Leptospiral outer membrane protein LipL21 and its truncated N-terminal immunogenic region (I-LipL21) were evaluated for diagnosis of leptospirosis. The complete coding sequence of LipL21 nucleotide sequence was subjected to BCPred and VaxiJen analysis for determination of B cell specific immunogenic epitopes. Epitope1 ACS STD TGQ KDA TTV GDG (1.8837), Epitope2 WGG PPE QRN DGK TPR DTN (0.9483), Epitope3 VKG VGV YEC KAT GSG SDP (1.4077) and Epitope4 NEW ECQ CVI YAK FPG GKD (0.4462) were predicted. LipL21 and N-terminal fragment having B-cell specific epitopes with higher VaxiJen score >0.9 as truncated I-LipL21 were cloned independently in pET15b and expressed in Escherichia coli.
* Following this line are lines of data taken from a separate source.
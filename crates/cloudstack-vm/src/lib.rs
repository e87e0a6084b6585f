//! Virtual machine client and data models for CloudStack.
//!
//! Provides typed commands, response envelopes and an asynchronous client for the CloudStack
//! virtual machine lifecycle: deploy, stop, destroy and state lookup.

#![deny(missing_docs)]

pub mod client;
pub mod models;

pub use client::{VirtualMachineClient, VirtualMachineClientBuilder};
pub use models::{
    AsyncJobHandle, DeployVirtualMachineRequest, DeployVirtualMachineResponse,
    DeployedVirtualMachine, DestroyVirtualMachineRequest, DestroyVirtualMachineResponse,
    ListVirtualMachinesRequest, ListVirtualMachinesResponse, Nic, StopVirtualMachineRequest,
    StopVirtualMachineResponse, VirtualMachine, VirtualMachineList, VirtualMachineStatus,
};

/// Convenient result alias that reuses the shared CloudStack error type.
pub type Result<T> = cloudstack_core::Result<T>;
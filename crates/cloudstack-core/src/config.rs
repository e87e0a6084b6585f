//! Configuration structures for CloudStack clients.
//!
//! This module provides the configuration used to connect to a CloudStack management server,
//! including endpoint, timeout, TLS and connection pool settings, and validation.

use crate::Error;
use serde::{Deserialize, Serialize};
use std::path::PathBuf;
use std::time::Duration;
use url::Url;
use validator::Validate;

/// Configuration for a CloudStack client instance.
///
/// This is the main configuration structure that controls how a client connects to the
/// management server's API endpoint.
#[derive(Debug, Clone, Serialize, Deserialize, Validate)]
pub struct CloudStackConfig {
    /// API endpoint URL (e.g., "http://mgmt.example.com:8096/client/api")
    #[validate(url)]
    pub api_url: String,

    /// Whether to verify TLS certificates
    #[serde(default = "default_tls_verify")]
    pub tls_verify: bool,

    /// Optional path to custom CA certificate
    #[serde(default, skip_serializing_if = "Option::is_none")]
    pub tls_ca_cert: Option<PathBuf>,

    /// Request timeout in seconds
    #[validate(range(min = 1, max = 300))]
    #[serde(default = "default_request_timeout_secs")]
    pub request_timeout_secs: u64,

    /// Connect timeout in seconds
    #[validate(range(min = 1, max = 60))]
    #[serde(default = "default_connect_timeout_secs")]
    pub connect_timeout_secs: u64,

    /// Connection pool idle timeout in seconds
    #[serde(default = "default_pool_idle_timeout_secs")]
    pub pool_idle_timeout_secs: u64,

    /// Maximum idle connections per host
    #[serde(default = "default_pool_max_idle_per_host")]
    pub pool_max_idle_per_host: usize,
}

/// Default request timeout in seconds.
pub const DEFAULT_REQUEST_TIMEOUT_SECS: u64 = 30;

/// Default connect timeout in seconds.
pub const DEFAULT_CONNECT_TIMEOUT_SECS: u64 = 10;

/// Default idle timeout for connection pools in seconds.
pub const DEFAULT_POOL_IDLE_TIMEOUT_SECS: u64 = 90;

/// Default maximum idle connections per host.
pub const DEFAULT_POOL_MAX_IDLE_PER_HOST: usize = 10;

const fn default_tls_verify() -> bool {
    true
}

const fn default_request_timeout_secs() -> u64 {
    DEFAULT_REQUEST_TIMEOUT_SECS
}

const fn default_connect_timeout_secs() -> u64 {
    DEFAULT_CONNECT_TIMEOUT_SECS
}

const fn default_pool_idle_timeout_secs() -> u64 {
    DEFAULT_POOL_IDLE_TIMEOUT_SECS
}

const fn default_pool_max_idle_per_host() -> usize {
    DEFAULT_POOL_MAX_IDLE_PER_HOST
}

impl CloudStackConfig {
    /// Create a new client configuration for the given API endpoint.
    ///
    /// # Errors
    ///
    /// Returns [`Error::ValidationError`] if the URL is invalid or a field is out of range.
    pub fn new(api_url: impl Into<String>) -> Result<Self, Error> {
        let config = Self {
            api_url: api_url.into(),
            ..Self::default()
        };

        config.validate()?;

        Ok(config)
    }

    /// Deserialize and validate a configuration from JSON.
    ///
    /// # Errors
    ///
    /// Returns [`Error::ParseError`] if the JSON is malformed and [`Error::ValidationError`] if
    /// a field fails validation.
    pub fn from_json(json: &str) -> Result<Self, Error> {
        let config: Self = serde_json::from_str(json)?;
        config.validate()?;

        Ok(config)
    }

    /// Set whether to verify TLS certificates.
    #[must_use]
    pub const fn with_tls_verify(mut self, verify: bool) -> Self {
        self.tls_verify = verify;
        self
    }

    /// Set custom CA certificate path.
    #[must_use]
    pub fn with_ca_cert(mut self, path: PathBuf) -> Self {
        self.tls_ca_cert = Some(path);
        self
    }

    /// Set request timeout in seconds.
    #[must_use]
    pub const fn with_timeout(mut self, seconds: u64) -> Self {
        self.request_timeout_secs = seconds;
        self
    }

    /// Set connect timeout in seconds.
    #[must_use]
    pub const fn with_connect_timeout(mut self, seconds: u64) -> Self {
        self.connect_timeout_secs = seconds;
        self
    }

    /// Set connection pool idle timeout in seconds.
    #[must_use]
    pub const fn with_pool_idle_timeout(mut self, seconds: u64) -> Self {
        self.pool_idle_timeout_secs = seconds;
        self
    }

    /// Set maximum idle connections per host.
    #[must_use]
    pub const fn with_pool_max_idle(mut self, max: usize) -> Self {
        self.pool_max_idle_per_host = max;
        self
    }

    /// Get the request timeout as a Duration.
    #[must_use]
    pub const fn timeout(&self) -> Duration {
        Duration::from_secs(self.request_timeout_secs)
    }

    /// Get the connect timeout as a Duration.
    #[must_use]
    pub const fn connect_timeout(&self) -> Duration {
        Duration::from_secs(self.connect_timeout_secs)
    }

    /// Get the pool idle timeout as a Duration.
    #[must_use]
    pub const fn pool_idle_timeout(&self) -> Duration {
        Duration::from_secs(self.pool_idle_timeout_secs)
    }

    /// Parse the API URL.
    ///
    /// # Errors
    ///
    /// Returns [`Error::InvalidEndpoint`] if the URL cannot be parsed.
    pub fn parse_api_url(&self) -> Result<Url, Error> {
        Ok(Url::parse(&self.api_url)?)
    }
}

impl Default for CloudStackConfig {
    fn default() -> Self {
        Self {
            api_url: "http://localhost:8096/client/api".to_string(),
            tls_verify: default_tls_verify(),
            tls_ca_cert: None,
            request_timeout_secs: default_request_timeout_secs(),
            connect_timeout_secs: default_connect_timeout_secs(),
            pool_idle_timeout_secs: default_pool_idle_timeout_secs(),
            pool_max_idle_per_host: default_pool_max_idle_per_host(),
        }
    }
}
//! Error types for CloudStack operations.
//!
//! This module provides the error type shared by every CloudStack client crate, including
//! HTTP status code mapping and the error payload CloudStack embeds in failed responses.

use serde::Deserialize;
use thiserror::Error;

/// Main error type for CloudStack operations.
#[derive(Error, Debug, Clone, PartialEq)]
pub enum Error {
    /// The management server rejected the command with a CloudStack error payload
    #[error("CloudStack API error {code}: {message}")]
    Api {
        /// CloudStack `errorcode` (431 for bad parameters, 530 for internal errors, ...)
        code: u16,
        /// CloudStack `errortext`
        message: String,
    },

    /// Management server is unavailable
    #[error("Service unavailable: {0}")]
    ServiceUnavailable(String),

    /// Failed to decode an API response
    #[error("Failed to parse API response: {0}")]
    ParseError(String),

    /// Configuration error
    #[error("Configuration error: {0}")]
    ConfigError(String),

    /// HTTP request failed
    #[error("HTTP request failed: {0}")]
    HttpError(String),

    /// Operation timed out
    #[error("Timeout waiting for management server: {0}")]
    Timeout(String),

    /// Resource not found
    #[error("Not found: {0}")]
    NotFound(String),

    /// Invalid request
    #[error("Invalid request: {0}")]
    InvalidRequest(String),

    /// Validation error
    #[error("Validation error: {0}")]
    ValidationError(String),

    /// Invalid endpoint
    #[error("Invalid endpoint: {0}")]
    InvalidEndpoint(String),
}

/// Specialized result type for CloudStack operations.
pub type Result<T> = std::result::Result<T, Error>;

/// Error payload carried inside a `<command>response` envelope when a command fails.
#[derive(Debug, Clone, Deserialize, PartialEq, Eq)]
pub struct ApiErrorPayload {
    /// CloudStack error code
    #[serde(rename = "errorcode")]
    pub error_code: u16,
    /// Internal CloudStack exception code
    #[serde(rename = "cserrorcode", default)]
    pub cs_error_code: Option<u32>,
    /// Human-readable error text
    #[serde(rename = "errortext", default)]
    pub error_text: String,
}

impl ApiErrorPayload {
    /// Extract the error payload from a failed response body.
    ///
    /// CloudStack wraps the payload in a single key named after the command, so the first
    /// top-level value that decodes as an error payload wins.
    #[must_use]
    pub fn from_body(body: &serde_json::Value) -> Option<Self> {
        body.as_object()?
            .values()
            .find_map(|inner| serde_json::from_value(inner.clone()).ok())
    }
}

impl From<ApiErrorPayload> for Error {
    fn from(payload: ApiErrorPayload) -> Self {
        Self::Api {
            code: payload.error_code,
            message: payload.error_text,
        }
    }
}

impl Error {
    /// Returns the error code for this error type.
    #[must_use]
    pub fn error_code(&self) -> &'static str {
        match self {
            Self::Api { .. } => "API_ERROR",
            Self::ServiceUnavailable(_) => "SERVICE_UNAVAILABLE",
            Self::ParseError(_) => "PARSE_ERROR",
            Self::ConfigError(_) => "CONFIG_ERROR",
            Self::HttpError(_) => "HTTP_ERROR",
            Self::Timeout(_) => "TIMEOUT",
            Self::NotFound(_) => "NOT_FOUND",
            Self::InvalidRequest(_) => "INVALID_REQUEST",
            Self::ValidationError(_) => "VALIDATION_ERROR",
            Self::InvalidEndpoint(_) => "INVALID_ENDPOINT",
        }
    }

    /// Returns true if this error should be logged as a serious error.
    #[must_use]
    pub const fn should_log(&self) -> bool {
        match self {
            Self::Api { code, .. } => *code >= 500,
            Self::ConfigError(_) | Self::ParseError(_) | Self::ServiceUnavailable(_) => true,
            _ => false,
        }
    }
}

// Conversions from external error types
impl From<reqwest::Error> for Error {
    fn from(err: reqwest::Error) -> Self {
        if err.is_timeout() {
            Self::Timeout(err.to_string())
        } else if err.is_connect() {
            Self::ServiceUnavailable(err.to_string())
        } else {
            Self::HttpError(err.to_string())
        }
    }
}

impl From<url::ParseError> for Error {
    fn from(err: url::ParseError) -> Self {
        Self::InvalidEndpoint(err.to_string())
    }
}

impl From<serde_json::Error> for Error {
    fn from(err: serde_json::Error) -> Self {
        Self::ParseError(err.to_string())
    }
}

impl From<validator::ValidationErrors> for Error {
    fn from(err: validator::ValidationErrors) -> Self {
        Self::ValidationError(err.to_string())
    }
}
IgM ELISA and dot blot assay was performed for sera samples collected from Delhi-NCR for leptospiral whole cell lysate (WCL), recombinant LipL21 and I-LipL21. The sensitivity, specificity, positive predictive value (PPV), and negative predictive value (NPV) were found to be 92.5%, 92.8%, 83.3%, and 97% respectively for recombinant I-LipL21 by IgM-ELISA. 11-14.8% increased sensitivity was observed over LipL21 and WCL. The I-LipL21 dot blot assay showed a further increased sensitivity of 3.8% over the IgM-ELISA. Therefore I-LipL21 may be the ideal candidate protein for diagnosis of leptospirosis.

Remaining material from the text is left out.